(Last modified August 2012)
The ordering of social inequality is in flux globally. In many NICs and rising economies rapid economic growth and political stabilization are causing shifts in the social structure. There are signs that these developments not only produce winners, but also new forms of social exclusion, status inconsistencies, and a strengthening of existing systems of social exclusion.
This research examines whether Latin America exhibits structurally similar developments and societal dynamics to those found in the traditional industrial states. Spanish-language social science and economics literature will be analyzed to provide an overview of the dynamics of sociostructural development in Latin America.
The project will investigate from a macroanalytical perspective how the structures of social inequality have developed in Latin America. The region is a potentially productive case because of its deep and historically rooted structures of inequality in combination with contemporary processes of leveling. One aspect will be to describe how the middle classes develop in these countries in relation to ongoing processes of economic growth, macroeconomic stabilization, consolidation of democracy, and economic and development strategies.

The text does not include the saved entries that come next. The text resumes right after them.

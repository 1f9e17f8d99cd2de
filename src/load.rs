//! Wrapping of live browser node lists into [`dom::Node`](`crate::dom::Node`) handles.

use crate::dom::Node;
use tracing::warn;
use wasm_bindgen::JsCast;
use web_sys::{Attr, Comment, Element, NamedNodeMap, Node as wNode, NodeList, Text};

/// Node types other than elements, text and comments are skipped.
#[must_use]
pub fn load_child_nodes(child_nodes: &NodeList) -> Vec<Node> {
	(0..child_nodes.length())
		.filter_map(|i| child_nodes.item(i))
		.filter_map(|child| load_node(&child))
		.collect()
}

#[must_use]
pub fn load_node(node: &wNode) -> Option<Node> {
	if let Some(element) = node.dyn_ref::<Element>() {
		Some(load_element(element))
	} else if node.dyn_ref::<Text>().is_some() || node.dyn_ref::<Comment>().is_some() {
		Some(Node::from(node.clone()))
	} else {
		warn!(node_type = node.node_type(), "Skipped unrecognised child node.");
		None
	}
}

/// A handle to `element` itself. Bindings made through it act on the live page.
#[must_use]
pub fn load_element(element: &Element) -> Node {
	Node::from(element.clone())
}

#[must_use]
pub fn load_attributes(attributes: &NamedNodeMap) -> Vec<(String, String)> {
	(0..attributes.length())
		.filter_map(|i| attributes.item(i))
		.map(|attribute| load_attribute(&attribute))
		.collect()
}

#[must_use]
pub fn load_attribute(attribute: &Attr) -> (String, String) {
	(attribute.name(), attribute.value())
}
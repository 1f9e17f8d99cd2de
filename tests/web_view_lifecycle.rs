#![cfg(target_arch = "wasm32")]

use cobind_dom::{
	event::Listener,
	namespace::Namespace,
	scheduler::Scheduler,
	template::StaticTemplateLoader,
	view::{BIND, CREATION_COMPLETE, DETACH, REMOVE, TEMPLATE_ERROR, UNBIND},
	Context, Error, Glimpse, Node, View, ViewOptions,
};
use std::{cell::RefCell, rc::Rc, sync::Once};
use wasm_bindgen_test::{wasm_bindgen_test, wasm_bindgen_test_configure};

wasm_bindgen_test_configure!(run_in_browser);

static LOG_INIT: Once = Once::new();

fn context() -> Context {
	LOG_INIT.call_once(tracing_wasm::set_as_global_default);
	Context::builder().scheduler(Scheduler::new()).build()
}

fn recorder(view: &View, kinds: &str) -> Rc<RefCell<Vec<String>>> {
	let log = Rc::new(RefCell::new(Vec::new()));
	let listener = {
		let log = Rc::clone(&log);
		Listener::new(move |event| log.borrow_mut().push(event.kind().to_owned()))
	};
	view.add_event_listener(kinds, &listener);
	log
}

#[wasm_bindgen_test]
fn lifecycle_events() {
	let context = context();
	let view = View::new(
		ViewOptions::new()
			.template("<p>{{name}}</p>")
			.property("name", "Ada")
			.auto_init_template(false)
			.context(&context),
	)
	.unwrap();
	assert!(view.el().inner_html().is_empty());
	let log = recorder(&view, "templatecomplete bind creationcomplete");

	view.init_template();
	assert_eq!(view.el().inner_html(), "<p>Ada</p>");
	assert_eq!(*log.borrow(), vec!["templatecomplete", "bind"]);

	context.scheduler().run_pending();
	assert_eq!(*log.borrow(), vec!["templatecomplete", "bind", CREATION_COMPLETE]);
}

#[wasm_bindgen_test]
fn creation_complete_is_skipped_after_removal() {
	let context = context();
	let view = View::new(ViewOptions::new().auto_init_template(false).context(&context)).unwrap();
	let log = recorder(&view, CREATION_COMPLETE);
	view.init_template();
	view.remove();
	context.scheduler().run_pending();
	assert!(log.borrow().is_empty());
}

#[wasm_bindgen_test]
fn render_functions_see_the_view() {
	let view = View::new(
		ViewOptions::new()
			.property("count", 2)
			.render(|view| format!("<i>{}</i> items, {{{{count}}}} bound", view.get("count").to_display_string()))
			.context(&context()),
	)
	.unwrap();
	assert_eq!(view.el().text_content(), "2 items, 2 bound");

	view.set("count", 3);
	assert_eq!(view.el().text_content(), "2 items, 3 bound");
}

#[wasm_bindgen_test]
fn expressions_in_existing_markup() {
	let el = Node::element("div").unwrap();
	el.set_inner_html("<p>Hello, {{ name }}!</p>");
	let view = View::new(ViewOptions::new().el(&el).property("name", "Ada").context(&context())).unwrap();
	assert_eq!(view.el().inner_html(), "<p>Hello, Ada!</p>");
	assert!(!view.has_template());
}

#[wasm_bindgen_test]
fn original_content_moves_into_cb_content() {
	let el = Node::element("div").unwrap();
	el.set_inner_html("<i>child</i>");
	let view = View::new(
		ViewOptions::new()
			.el(&el)
			.template(r#"<header></header><section cb-content></section>"#)
			.context(&context()),
	)
	.unwrap();
	let content = view.content().unwrap();
	assert_eq!(content.tag_name(), "SECTION");
	assert_eq!(content.inner_html(), "<i>child</i>");
	assert!(view.has_content());
	assert_eq!(view.body(), content);

	let plain = View::new(ViewOptions::new().context(&context())).unwrap();
	assert!(!plain.has_content());
	assert_eq!(plain.body(), plain.el());
}

#[wasm_bindgen_test]
fn template_urls_load_through_the_cache() {
	let loader = StaticTemplateLoader::new().with("greeting.html", "<b>{{name}}</b>");
	let context = Context::builder().scheduler(Scheduler::new()).template_loader(loader.clone()).build();

	let first = View::new(
		ViewOptions::new()
			.template_url("greeting.html")
			.property("name", "Ada")
			.context(&context),
	)
	.unwrap();
	assert_eq!(first.el().inner_html(), "<b>Ada</b>");
	assert!(first.has_template());

	let second = View::new(
		ViewOptions::new()
			.template_url("greeting.html")
			.property("name", "Grace")
			.context(&context),
	)
	.unwrap();
	assert_eq!(second.el().inner_html(), "<b>Grace</b>");
	assert_eq!(loader.requests().len(), 1);
	assert_eq!(context.templates().len(), 1);

	let uncached = View::new(
		ViewOptions::new()
			.template_url("greeting.html")
			.template_cache_enabled(false)
			.context(&context),
	)
	.unwrap();
	assert_eq!(uncached.el().text_content(), "");
	assert_eq!(loader.requests().len(), 2);
}

#[wasm_bindgen_test]
fn failed_loads_empty_the_view() {
	let loader = StaticTemplateLoader::new();
	let context = Context::builder().scheduler(Scheduler::new()).template_loader(loader).build();
	let el = Node::element("div").unwrap();
	el.set_inner_html("<p>stale</p>");

	let view = View::new(
		ViewOptions::new()
			.el(&el)
			.template_url("missing.html")
			.auto_init_template(false)
			.context(&context),
	)
	.unwrap();
	let log = recorder(&view, &format!("{} templatecomplete", TEMPLATE_ERROR));
	view.init_template();

	assert_eq!(view.el().inner_html(), "");
	assert_eq!(*log.borrow(), vec![TEMPLATE_ERROR, "templatecomplete"]);
	assert!(context.templates().is_empty());
}

#[wasm_bindgen_test]
fn loads_without_a_loader_fail_softly() {
	let view = View::new(ViewOptions::new().template_url("a.html").context(&context())).unwrap();
	assert!(view.initialized());
	assert_eq!(view.el().inner_html(), "");
}

#[wasm_bindgen_test]
fn loading_a_template_into_an_unbound_view_does_not_unbind() {
	let loader = StaticTemplateLoader::new().with("a.html", "<b>{{name}}</b>");
	let context = Context::builder().scheduler(Scheduler::new()).template_loader(loader).build();
	let view = View::new(
		ViewOptions::new()
			.template_url("a.html")
			.property("name", "Ada")
			.auto_init_template(false)
			.context(&context),
	)
	.unwrap();
	let log = recorder(&view, &format!("{} {}", UNBIND, BIND));

	view.load_template(None);
	assert_eq!(*log.borrow(), vec![BIND]);
	assert_eq!(view.el().inner_html(), "<b>Ada</b>");

	view.load_template(None);
	assert_eq!(*log.borrow(), vec![BIND, UNBIND, BIND]);
}

#[wasm_bindgen_test]
fn nested_views_bind_their_own_subtrees() {
	let namespace = Namespace::new();
	namespace.register_view("Child", || ViewOptions::new().property("label", "inner"));
	namespace.register_view("FancyBadge", || ViewOptions::new().template("<em>badge</em>"));
	namespace.register_glimpse("Tip");
	let context = Context::builder().scheduler(Scheduler::new()).namespace(namespace).build();

	let outer = View::new(
		ViewOptions::new()
			.template(concat!(
				r#"<span cb-html="label"></span>"#,
				r#"<div cb-view="Child"><b cb-html="label"></b></div>"#,
				r#"<fancy-badge></fancy-badge>"#,
				r#"<i cb-glimpse="Tip" cb-html="label"></i>"#,
			))
			.property("label", "outer")
			.context(&context),
	)
	.unwrap();
	let el = outer.el();
	let children = el.child_elements();

	assert_eq!(children[0].inner_html(), "outer");

	let child = View::of(&children[1]).unwrap();
	assert_eq!(children[1].inner_html(), "<b>inner</b>");
	assert!(child.parent().unwrap().ptr_eq(&outer));
	assert!(outer.parent().is_none());

	assert!(children[2].has_class("cb-view"));
	assert_eq!(children[2].inner_html(), "<em>badge</em>");

	// Glimpses don't own their subtree: the outer view binds it.
	assert!(Glimpse::of(&children[3]).is_some());
	assert!(children[3].has_class("cb-glimpse"));
	assert_eq!(children[3].inner_html(), "outer");

	assert_eq!(outer.elements(false).len(), 2);
	assert_eq!(outer.elements(true).len(), 6);

	outer.set("label", "changed");
	assert_eq!(children[1].inner_html(), "<b>inner</b>");
	assert_eq!(children[3].inner_html(), "changed");
}

#[wasm_bindgen_test]
fn removal_disposes_nested_views() {
	let namespace = Namespace::new();
	namespace.register_view("Child", ViewOptions::new);
	let context = Context::builder().scheduler(Scheduler::new()).namespace(namespace).build();

	let container = Node::element("main").unwrap();
	let outer = View::new(
		ViewOptions::new()
			.template(r#"<span cb-html="label"></span><div cb-view="Child"></div>"#)
			.property("label", "x")
			.context(&context),
	)
	.unwrap();
	container.append_child(&outer.el());

	let child_el = outer.el().child_elements()[1].clone();
	let child = View::of(&child_el).unwrap();
	let child_log = recorder(&child, REMOVE);
	let outer_log = recorder(&outer, &format!("{} {}", REMOVE, DETACH));

	outer.remove();
	assert_eq!(*child_log.borrow(), vec![REMOVE]);
	assert_eq!(*outer_log.borrow(), vec![REMOVE, DETACH]);
	assert!(View::of(&child_el).is_none());
	assert!(View::of(&outer.el()).is_none());
	assert!(container.children().is_empty());
	assert!(outer.removed());

	outer.set("label", "y");
	assert_eq!(outer.el().child_elements()[0].inner_html(), "x");

	outer.remove();
	assert_eq!(outer_log.borrow().len(), 2);
}

#[wasm_bindgen_test]
fn detach_only_reports_actual_detachment() {
	let view = View::new(ViewOptions::new().context(&context())).unwrap();
	let log = recorder(&view, DETACH);
	view.detach();
	assert!(log.borrow().is_empty());

	let parent = Node::element("div").unwrap();
	parent.append_child(&view.el());
	view.detach();
	assert_eq!(log.borrow().len(), 1);
	assert!(view.el().parent().is_none());
}

#[wasm_bindgen_test]
fn appending_and_prepending_views() {
	let context = context();
	let host = View::new(ViewOptions::new().template("<p cb-content></p>").context(&context)).unwrap();
	let a = View::new(ViewOptions::new().tag_name("a").context(&context)).unwrap();
	let b = View::new(ViewOptions::new().tag_name("b").context(&context)).unwrap();

	host.append_view(&a);
	host.prepend_view(&b);
	let body = host.body();
	assert_eq!(body.child_elements(), vec![b.el(), a.el()]);
	assert!(a.parent().unwrap().ptr_eq(&host));
}

#[wasm_bindgen_test]
fn current_state_is_bindable() {
	let view = View::new(ViewOptions::new().template(r#"<span cb-html="currentState"></span>"#).context(&context())).unwrap();
	let span = view.el().child_elements()[0].clone();
	assert_eq!(span.inner_html(), "");

	view.set_current_state("busy");
	assert_eq!(span.inner_html(), "busy");
	assert!(view.el().has_class("cb-state-busy"));
}

#[wasm_bindgen_test]
fn the_element_is_a_read_only_property() {
	let view = View::new(ViewOptions::new().context(&context())).unwrap();
	assert!(matches!(view.get("el"), cobind_dom::Value::Node(node) if node == view.el()));
}

#[wasm_bindgen_test]
fn options_shape_the_element() {
	let view = View::new(
		ViewOptions::new()
			.tag_name("section")
			.class_name("a")
			.class_name("b")
			.id("main")
			.attribute("role", "region")
			.style("font-size", "12px")
			.context(&context()),
	)
	.unwrap();
	let el = view.el();
	assert_eq!(el.tag_name(), "SECTION");
	assert_eq!(el.class_list(), vec!["cb-view", "a", "b"]);
	assert_eq!(el.attribute("id").as_deref(), Some("main"));
	assert_eq!(el.attribute("role").as_deref(), Some("region"));
	assert_eq!(el.style("font-size").as_deref(), Some("12px"));
	assert!(view.initialized());
	assert!(View::of(&el).unwrap().ptr_eq(&view));
}

#[wasm_bindgen_test]
fn rejects_non_elements() {
	let result = View::new(ViewOptions::new().el(&Node::text("x").unwrap()).context(&context()));
	assert!(matches!(result, Err(Error::InvalidElement(_))));
}

#[wasm_bindgen_test]
fn current_state_swaps_classes() {
	let view = View::new(ViewOptions::new().context(&context())).unwrap();
	assert_eq!(view.current_state(), "");
	view.set_current_state("busy");
	assert!(view.el().has_class("cb-state-busy"));
	view.set_current_state("idle");
	assert!(!view.el().has_class("cb-state-busy"));
	assert!(view.el().has_class("cb-state-idle"));
	assert_eq!(view.get("currentState").as_str(), Some("idle"));
}

#[wasm_bindgen_test]
fn glimpses_are_found_through_their_element() {
	let el = Node::element("span").unwrap();
	let glimpse = Glimpse::new(&el, &context()).unwrap();
	assert!(el.has_class("cb-glimpse"));
	assert!(Glimpse::of(&el).is_some());
	assert_eq!(glimpse.el(), Some(el));
}

#[wasm_bindgen_test]
fn removal_forgets_recorded_directives() {
	let context = context();
	let el = Node::element("div").unwrap();
	el.set_inner_html(r#"<span cb-html="title"></span>"#);
	let view = View::new(ViewOptions::new().el(&el).property("title", "x").context(&context)).unwrap();
	let span = el.child_elements()[0].clone();
	assert!(span.expando("cbBindings").is_some());

	view.remove();
	assert!(span.expando("cbBindings").is_none());
	assert!(el.expando("cbView").is_none());
}
//! Output generation.
//!
//! # Submodules
//!
//! - [`json`]: Writes raw API responses to JSON files for inspection

pub mod json;
//! Subcommand implementations.
//!
//! - [`run_import`]: news API -> article table
//! - [`run_summarize`]: pending rows -> page scrape -> summary -> article table
//! - [`run_text`]: local file or stdin -> summary
//!
//! Per-article failures in [`run_summarize`] are recorded on the row and
//! logged; they never abort the batch.

use crate::api::FetchAsync;
use crate::cli::{ImportArgs, SummarizeArgs, TextArgs};
use crate::models::{ArticleRecord, NewsArticle};
use crate::outputs::json;
use crate::scrapers::{page, perigon};
use crate::store::{ArticleStore, UpsertStats};
use crate::summarizer::{SummarizeError, summarize};
use crate::utils::truncate_for_log;
use chrono::Local;
use futures::stream::{self, StreamExt};
use reqwest::Client;
use std::error::Error;
use std::io::Read;
use tracing::{debug, error, info, instrument, warn};

/// What happened to one article in a summarization run.
#[derive(Debug, PartialEq)]
pub enum Outcome {
    Summarized(String),
    Failed(String),
}

/// Totals of a summarization run.
#[derive(Debug, Default, Clone, Copy, PartialEq, Eq)]
pub struct RunStats {
    pub summarized: usize,
    pub failed: usize,
}

impl RunStats {
    pub fn attempted(&self) -> usize {
        self.summarized + self.failed
    }
}

/// Pull recent articles from the news API and upsert them.
#[instrument(level = "info", skip_all, fields(days = args.days, language = %args.language))]
pub async fn run_import(
    store: &mut ArticleStore,
    client: &Client,
    args: &ImportArgs,
) -> Result<UpsertStats, Box<dyn Error>> {
    let today = Local::now().date_naive();
    let query = perigon::PerigonQuery::last_days(today, args.days, &args.language, args.page_size);

    let payload = perigon::index_articles(client, &args.base_url, &args.api_key, &query).await?;

    if let Some(path) = &args.dump {
        json::write_response(&payload, path).await?;
    }

    let articles = perigon::parse_articles(&payload)?;
    if articles.is_empty() {
        warn!("Data received, but no article data found in the payload");
        return Ok(UpsertStats::default());
    }

    let stats = store.upsert_articles(&articles)?;
    info!(
        processed = articles.len(),
        inserted = stats.inserted,
        updated = stats.updated,
        "Import complete"
    );
    Ok(stats)
}

/// Summarize pending articles until none are left or `args.limit` is hit.
///
/// Pages are fetched from `pages` `args.concurrency` at a time; each pending
/// row is visited at most once per run.
#[instrument(level = "info", skip_all, fields(sentences = args.sentences, limit = ?args.limit))]
pub async fn run_summarize<F>(
    store: &ArticleStore,
    pages: &F,
    args: &SummarizeArgs,
) -> Result<RunStats, Box<dyn Error>>
where
    F: FetchAsync<Response = String>,
{
    if args.sentences == 0 {
        return Err(SummarizeError::InvalidArgument("sentence count must be at least 1").into());
    }

    let concurrency = args.concurrency.max(1);
    let mut stats = RunStats::default();
    let mut cursor = 0;

    loop {
        let remaining = args
            .limit
            .map_or(usize::MAX, |l| l.saturating_sub(stats.attempted()));
        if remaining == 0 {
            break;
        }

        let batch = store.pending_articles(cursor, concurrency.min(remaining))?;
        let Some(last) = batch.last() else {
            break;
        };
        cursor = last.id;
        debug!(batch = batch.len(), cursor, "Fetching article pages");

        let fetched: Vec<(ArticleRecord, Result<Option<NewsArticle>, String>)> = stream::iter(batch)
            .map(|record| async move {
                debug!(
                    id = record.id,
                    domain = ?record.domain,
                    language = ?record.language,
                    "Fetching article page"
                );
                let res = page::fetch_article(pages, &record.url)
                    .await
                    .map_err(|e| e.to_string());
                (record, res)
            })
            .buffer_unordered(concurrency)
            .collect()
            .await;

        for (record, res) in fetched {
            let outcome = summarize_fetched(&record, res, args.sentences);
            apply_outcome(store, &record, &outcome)?;
            match outcome {
                Outcome::Summarized(_) => stats.summarized += 1,
                Outcome::Failed(_) => stats.failed += 1,
            }
        }
    }

    info!(
        summarized = stats.summarized,
        failed = stats.failed,
        "Summarization run complete"
    );
    Ok(stats)
}

/// Turn a fetch result into a summary or a failure reason.
///
/// The stored title drives the title bonus; the scraped headline stands in
/// when the row has none.
pub fn summarize_fetched(
    record: &ArticleRecord,
    fetched: Result<Option<NewsArticle>, String>,
    sentences: usize,
) -> Outcome {
    let article = match fetched {
        Ok(Some(article)) => article,
        Ok(None) => return Outcome::Failed("no readable text on page".to_string()),
        Err(e) => return Outcome::Failed(format!("fetch failed: {e}")),
    };

    let title = record
        .title
        .as_deref()
        .filter(|t| !t.trim().is_empty())
        .or(article.headline.as_deref())
        .unwrap_or("");
    debug!(source = %article.source, title, "Summarizing article");

    match summarize(&article.content, title, sentences) {
        Ok(summary) => Outcome::Summarized(summary),
        Err(e) => Outcome::Failed(e.to_string()),
    }
}

/// Persist `outcome` for `record`.
pub fn apply_outcome(
    store: &ArticleStore,
    record: &ArticleRecord,
    outcome: &Outcome,
) -> Result<(), Box<dyn Error>> {
    match outcome {
        Outcome::Summarized(summary) => {
            if !store.save_summary(record.id, summary)? {
                warn!(id = record.id, url = %record.url, "Article row vanished; summary not saved");
                return Ok(());
            }
            info!(
                id = record.id,
                url = %record.url,
                summary = %truncate_for_log(summary, 200),
                "Saved summary"
            );
        }
        Outcome::Failed(reason) => {
            store.record_failure(record.id, reason)?;
            error!(id = record.id, url = %record.url, %reason, "Could not summarize article");
        }
    }
    Ok(())
}

/// Summarize a local file, or stdin when no file is given.
#[instrument(level = "info", skip_all, fields(file = ?args.file))]
pub async fn run_text(args: &TextArgs) -> Result<String, Box<dyn Error>> {
    let text = match &args.file {
        Some(path) => tokio::fs::read_to_string(path).await?,
        None => {
            let mut buf = String::new();
            std::io::stdin().read_to_string(&mut buf)?;
            buf
        }
    };
    debug!(bytes = text.len(), "Read input text");
    Ok(summarize(&text, &args.title, args.sentences)?)
}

The second aspect of the work concentrates on the structures of exclusion in the population strata that have always been poor. Are new possibilities of upward social mobility appearing? Are new social risks and dangers emerging that make it harder to participate in rising affluence? The issues involved here include new ways of structuring social space in Latin American cities (keyword: "gated communities"), the question of the indigenous population's chances of participation, new approaches in social policy, and labor market restructuring.